Yes Intel works with a lot of other companies to bring much better hardware such as PCIe and faster USB solutions and many more. But what AMD needs to do is take these technologies it gets from IBM and incorporate them wisely.
Heck if AMD wasn't so stubborn and didn't head on a naitive quad at 65nm and waited till 45nm like Intel has done maybe they would be better off. This is especially true since in most markets except the server where quads are better. But in the rest if they had gotten a dual out that was better than C2D they would have been better off. Then they could have used the incoming money from the duals to work on a quad.
So in all reality AMD made a lot of wrong moves and in truth I am going to doubt they will even be able to truly take Intel head on. I am sure they will challenege Intel like they have done before but never push them to the bottom.
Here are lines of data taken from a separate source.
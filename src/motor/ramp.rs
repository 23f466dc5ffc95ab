// Deadzone compensation and slew-rate limiting
//
// The ramp law is counted in ticks, not wall time: every tick moves the
// applied speed at most one step toward the (normalized) target.

use crate::config::{DEADZONE_MIN, RAMP_STEP};

/// Lifts small nonzero speeds to the minimum drive that actually moves the motor
#[derive(Debug, Clone, Copy, PartialEq, Eq)]
pub struct Deadzone {
    min: i16,
}

impl Deadzone {
    pub fn new(min: i16) -> Self {
        Self { min }
    }

    pub fn normalize(&self, raw: i16) -> i16 {
        if raw == 0 {
            0
        } else if raw.abs() < self.min {
            raw.signum() * self.min
        } else {
            raw
        }
    }
}

impl Default for Deadzone {
    fn default() -> Self {
        Self::new(DEADZONE_MIN)
    }
}

/// Per-actuator slew-rate limiter holding the applied speed
#[derive(Debug, Clone, Copy, PartialEq, Eq)]
pub struct RampController {
    applied: i16,
    step: i16,
}

impl RampController {
    /// Starts at rest
    pub fn new(step: i16) -> Self {
        debug_assert!(step > 0, "ramp step must be positive");
        Self { applied: 0, step }
    }

    pub fn applied(&self) -> i16 {
        self.applied
    }

    /// Move one step toward `target` without overshooting, returning the new
    /// applied speed
    pub fn advance(&mut self, target: i16) -> i16 {
        if self.applied < target {
            self.applied = self.applied.saturating_add(self.step).min(target);
        } else if self.applied > target {
            self.applied = self.applied.saturating_sub(self.step).max(target);
        }
        self.applied
    }
}

impl Default for RampController {
    fn default() -> Self {
        Self::new(RAMP_STEP)
    }
}

#[cfg(test)]
mod tests {
    use super::*;

    #[test]
    fn test_normalize_keeps_zero_and_large_speeds() {
        let deadzone = Deadzone::default();
        for r in (-255..=-60).chain(60..=255).chain(std::iter::once(0)) {
            assert_eq!(deadzone.normalize(r), r);
        }
    }

    #[test]
    fn test_normalize_lifts_small_speeds() {
        let deadzone = Deadzone::default();
        for r in 1..60 {
            assert_eq!(deadzone.normalize(r), 60);
            assert_eq!(deadzone.normalize(-r), -60);
        }
    }

    #[test]
    fn test_zero_deadzone_is_identity() {
        let deadzone = Deadzone::new(0);
        assert_eq!(deadzone.normalize(1), 1);
        assert_eq!(deadzone.normalize(-1), -1);
    }

    #[test]
    fn test_advance_converges_monotonically() {
        for start in [-255i16, -200, -61, -1, 0, 2, 59, 180, 255] {
            for target in [-255i16, -100, -60, 0, 60, 100, 254, 255] {
                let mut ramp = RampController::new(3);
                ramp.applied = start;
                let mut ticks = 0;
                while ramp.applied() != target {
                    let before = ramp.applied();
                    let after = ramp.advance(target);
                    assert!((after - target).abs() < (before - target).abs());
                    assert!((after - before).abs() <= 3);
                    ticks += 1;
                }
                let expected = ((start - target).abs() as u32).div_ceil(3);
                assert_eq!(ticks, expected, "from {} to {}", start, target);
            }
        }
    }

    #[test]
    fn test_advance_is_idempotent_at_target() {
        let mut ramp = RampController::new(3);
        ramp.applied = 100;
        for _ in 0..10 {
            assert_eq!(ramp.advance(100), 100);
        }
    }

    #[test]
    fn test_advance_clamps_last_step() {
        let mut ramp = RampController::new(3);
        assert_eq!(ramp.advance(2), 2);
        assert_eq!(ramp.advance(-1), -1);
        assert_eq!(ramp.advance(-1), -1);
    }

    #[test]
    fn test_custom_step() {
        let mut ramp = RampController::new(10);
        assert_eq!(ramp.advance(25), 10);
        assert_eq!(ramp.advance(25), 20);
        assert_eq!(ramp.advance(25), 25);
    }
}
pub async fn run(config: RuntimeConfig) -> Result<(), BoxError> {
    let driver = {
        let config = config.clone();
        tokio::task::spawn_blocking(move || prepare_driver(&config)).await??
    };

    info!("Opening Zenoh session...");
    let session = zenoh::open(zenoh::Config::default()).await?;

    info!("Setting up publishers, subscribers and queryable...");
    let commands = session.declare_subscriber(TOPIC_CMD).await?;
    let clients = session
        .liveliness()
        .declare_subscriber(TOPIC_CLIENTS)
        .history(true)
        .await?;
    let alive = session.declare_queryable(TOPIC_ALIVE).await?;
    let pub_replies = session.declare_publisher(TOPIC_CMD_REPLY).await?;
    let pub_health = session.declare_publisher(TOPIC_HEALTH).await?;

    let targets = Arc::new(TargetSpeeds::new());
    let health = Arc::new(HealthCell::new(RuntimeHealth::NoClient));
    let channel = CommandChannel::new(Arc::clone(&targets), Arc::clone(&health), config.command_timeout());

    let (report_tx, report_rx) = watch::channel(HealthReport {
        health: health.get(),
        target: SpeedSet::default(),
        applied: SpeedSet::default(),
        output_fault: false,
    });

    let command_handle = tokio::spawn(command_task(
        channel,
        commands,
        clients,
        pub_replies,
        config.tick_period(),
    ));
    let alive_handle = tokio::spawn(alive_task(alive));
    let health_handle = tokio::spawn(health_task(report_rx, HealthPublisher::new(pub_health)));

    let control = ControlLoop::new(driver, Arc::clone(&targets), &config);
    let stop = Arc::new(AtomicBool::new(false));
    let control_thread = {
        let stop = Arc::clone(&stop);
        let targets = Arc::clone(&targets);
        let period = config.tick_period();
        std::thread::Builder::new()
            .name("control".to_string())
            .spawn(move || {
                control.run(period, &stop, |control, applied| {
                    report_tx.send_replace(HealthReport {
                        health: health.get(),
                        target: targets.snapshot().into(),
                        applied: applied.into(),
                        output_fault: control.output_fault(),
                    });
                })
            })?
    };

    info!(
        "Runtime started: {}Hz loop, ramp step {}, deadzone {}",
        config.loop_hz, config.ramp_step, config.deadzone_min
    );
    if let Some(timeout) = config.command_timeout() {
        info!("Command watchdog: {}ms", timeout.as_millis());
    }
    info!("Subscribed to: {}, {}", TOPIC_CMD, TOPIC_CLIENTS);
    info!("Publishing to: {}, {}", TOPIC_CMD_REPLY, TOPIC_HEALTH);

    if let Err(e) = tokio::signal::ctrl_c().await {
        warn!("Failed to listen for shutdown signal: {}", e);
    }
    info!("Shutting down");

    command_handle.abort();
    alive_handle.abort();
    targets.zero_all();
    stop.store(true, Ordering::Relaxed);
    match tokio::task::spawn_blocking(move || control_thread.join()).await {
        Ok(Ok(_ticks)) => {}
        Ok(Err(_)) => warn!("Control thread panicked"),
        Err(e) => warn!("Failed to join control thread: {}", e),
    }
    // Sender is gone with the control thread, so this drains and returns
    if let Err(e) = health_handle.await {
        warn!("Health task failed: {}", e);
    }
    session.close().await?;
    Ok(())
}
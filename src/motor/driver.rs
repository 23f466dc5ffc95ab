// High-level motor driver for the rover
//
// Owns the PWM output device and maps each actuator to its H-bridge through
// the wiring table. Bring-up, drive and shutdown all go through here.

use tracing::{debug, info, warn};

use super::pwm::{PwmError, PwmOutput, drive_bridge, max_duty};
use crate::config::PWM_RESOLUTION_BITS;
use crate::state::Actuator;

pub struct MotorDriver<P: PwmOutput> {
    pwm: P,
    // Duty written for MAX_SPEED at the configured resolution
    full_duty: u16,
}

impl<P: PwmOutput> MotorDriver<P> {
    pub fn new(pwm: P) -> Self {
        Self {
            pwm,
            full_duty: max_duty(PWM_RESOLUTION_BITS),
        }
    }

    /// Prepare every H-bridge for driving
    ///
    /// Configures all six channels, binds them to their pins, raises the
    /// driver-enable lines and leaves every actuator at zero.
    pub fn initialize(&mut self, frequency_hz: u32, resolution_bits: u8) -> Result<(), PwmError> {
        info!(
            "Initializing PWM channels at {} Hz / {} bit",
            frequency_hz, resolution_bits
        );
        self.full_duty = max_duty(resolution_bits);

        for actuator in Actuator::ALL {
            let w = actuator.wiring();
            self.pwm.configure_channel(w.forward_channel, frequency_hz, resolution_bits)?;
            self.pwm.configure_channel(w.reverse_channel, frequency_hz, resolution_bits)?;
        }

        for actuator in Actuator::ALL {
            let w = actuator.wiring();
            self.pwm.attach_pin(w.forward_channel, w.forward_pin)?;
            self.pwm.attach_pin(w.reverse_channel, w.reverse_pin)?;
        }

        self.set_enabled(true)?;
        self.stop()?;

        info!("Motors initialized successfully");
        Ok(())
    }

    /// Drive one actuator at a signed speed
    pub fn drive(&mut self, actuator: Actuator, speed: i16) -> Result<(), PwmError> {
        drive_bridge(&mut self.pwm, &actuator.wiring(), speed, self.full_duty)
    }

    /// Drive all actuators to zero
    pub fn stop(&mut self) -> Result<(), PwmError> {
        for actuator in Actuator::ALL {
            self.drive(actuator, 0)?;
        }
        Ok(())
    }

    /// Stop and pull the driver-enable lines low
    pub fn disable(&mut self) -> Result<(), PwmError> {
        info!("Disabling motor drivers");
        self.stop()?;
        self.set_enabled(false)
    }

    fn set_enabled(&mut self, enabled: bool) -> Result<(), PwmError> {
        for actuator in Actuator::ALL {
            let w = actuator.wiring();
            debug!("{} enable lines -> {}", actuator.label(), enabled);
            self.pwm.set_level(w.forward_enable_pin, enabled)?;
            self.pwm.set_level(w.reverse_enable_pin, enabled)?;
        }
        Ok(())
    }

    pub fn pwm(&self) -> &P {
        &self.pwm
    }
}

impl<P: PwmOutput> Drop for MotorDriver<P> {
    fn drop(&mut self) {
        // Never leave a bridge energized
        if let Err(e) = self.stop() {
            warn!("Failed to stop motors on drop: {}", e);
        }
    }
}
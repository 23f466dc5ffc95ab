use std::path::PathBuf;

use clap::Parser;
use tracing_subscriber::EnvFilter;

use rover_zenoh_runtime::config::RuntimeConfig;

#[derive(Parser, Debug)]
#[command(version, about = "Rover actuation runtime: text commands over Zenoh to ramped PWM drive")]
struct Args {
    /// JSON config file (missing fields keep their defaults)
    #[arg(short, long)]
    config: Option<PathBuf>,

    /// Serial port of the PWM bridge board
    #[arg(short, long, conflicts_with = "simulate")]
    port: Option<String>,

    /// Drive a simulated PWM device instead of the bridge board
    #[arg(long)]
    simulate: bool,

    /// Run each actuator briefly before accepting commands
    #[arg(long)]
    self_test: bool,
}

#[tokio::main]
async fn main() {
    // Setup logging (set RUST_LOG=info or debug)
    tracing_subscriber::fmt()
        .with_env_filter(EnvFilter::try_from_default_env().unwrap_or_else(|_| EnvFilter::new("info")))
        .init(); // installs the subscriber globally

    let args = Args::parse();

    let mut config = match &args.config {
        Some(path) => match RuntimeConfig::load(path) {
            Ok(config) => config,
            Err(e) => {
                eprintln!("Config error: {}", e);
                std::process::exit(2);
            }
        },
        None => RuntimeConfig::default(),
    };
    if let Some(port) = args.port {
        config.bridge_port = Some(port);
    }
    if args.simulate {
        config.bridge_port = None;
    }
    config.self_test |= args.self_test;

    if let Err(e) = rover_zenoh_runtime::runtime::run(config).await {
        eprintln!("Runtime error: {}", e);
        std::process::exit(1);
    }
}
You're not reading what the article was about though Jimmy. You're still banging your head on it has to perform better in benchmarks. Which isn't what the article was really about. 60+% of AMD's issues are Lack of Mass market advertising. How often do you see a TV commercial about any of AMD's products, video cards or otherwise? The answer to that one from my experience is Never. The only place you see AMD ad's is on computer tech sites, and computer enthusiast magazines. And more rarely in mags like Maxim or playboy. The main force that allowed Intel to outsell AMD in the P4 Netburst days wasn't performance, but the fact that when you turned on the TV, you'd see a commercial for the P4, think they were still using the blue man group at the time. And then you'd see a commercial with the dude your getting a Dell guy, where at the end it was say featuring Intel Pentium 4 processors.
It doesn't have anything to do with Native quad at 65nm. The biggest thing AMD is guilty of there is not catching and fixing the TLB bug before they tried to release the processor. At which point the TLB bug was then blown waaay out of proportion by Intel fanboys, keeping most people from buying phenoms until b3 revision. The place where the TLB bug hurt AMD the most was the server market, where buyers that were waiting to upgrade to Barcelona were forced to instead go with Intel due to the delays. And even now, even though Barcie is better than the Xeon, it's still biting them in the rear due to that delay.
OEM Manufacturers don't care about which processor runs faster on given benchmarks. They care about which processor they can get for cheaper. And they care about what is going to run stable. For a long time Intel had the advantage here because they could provide an entire platform to oem's that was guaranteed to work together, mainboard, chipset, igp and processor. AMD now has the ability to do this, but how many OEMs are selling systems based off AMD Phenom, 780/790g/x/gx/fx boards, and radeon graphics? And when you look at tray prices and see dead even, on certain area's it says something. Go do some research, by looking at Walmart, or bestbuy.com, then come back and tell me the ratio of pc's for sale that have Intel processor, to AMD processor, even in area's where the AMD would perform better or cost less at stock. So that should tell you, even today that something that isn't suppose to be, is still going on today.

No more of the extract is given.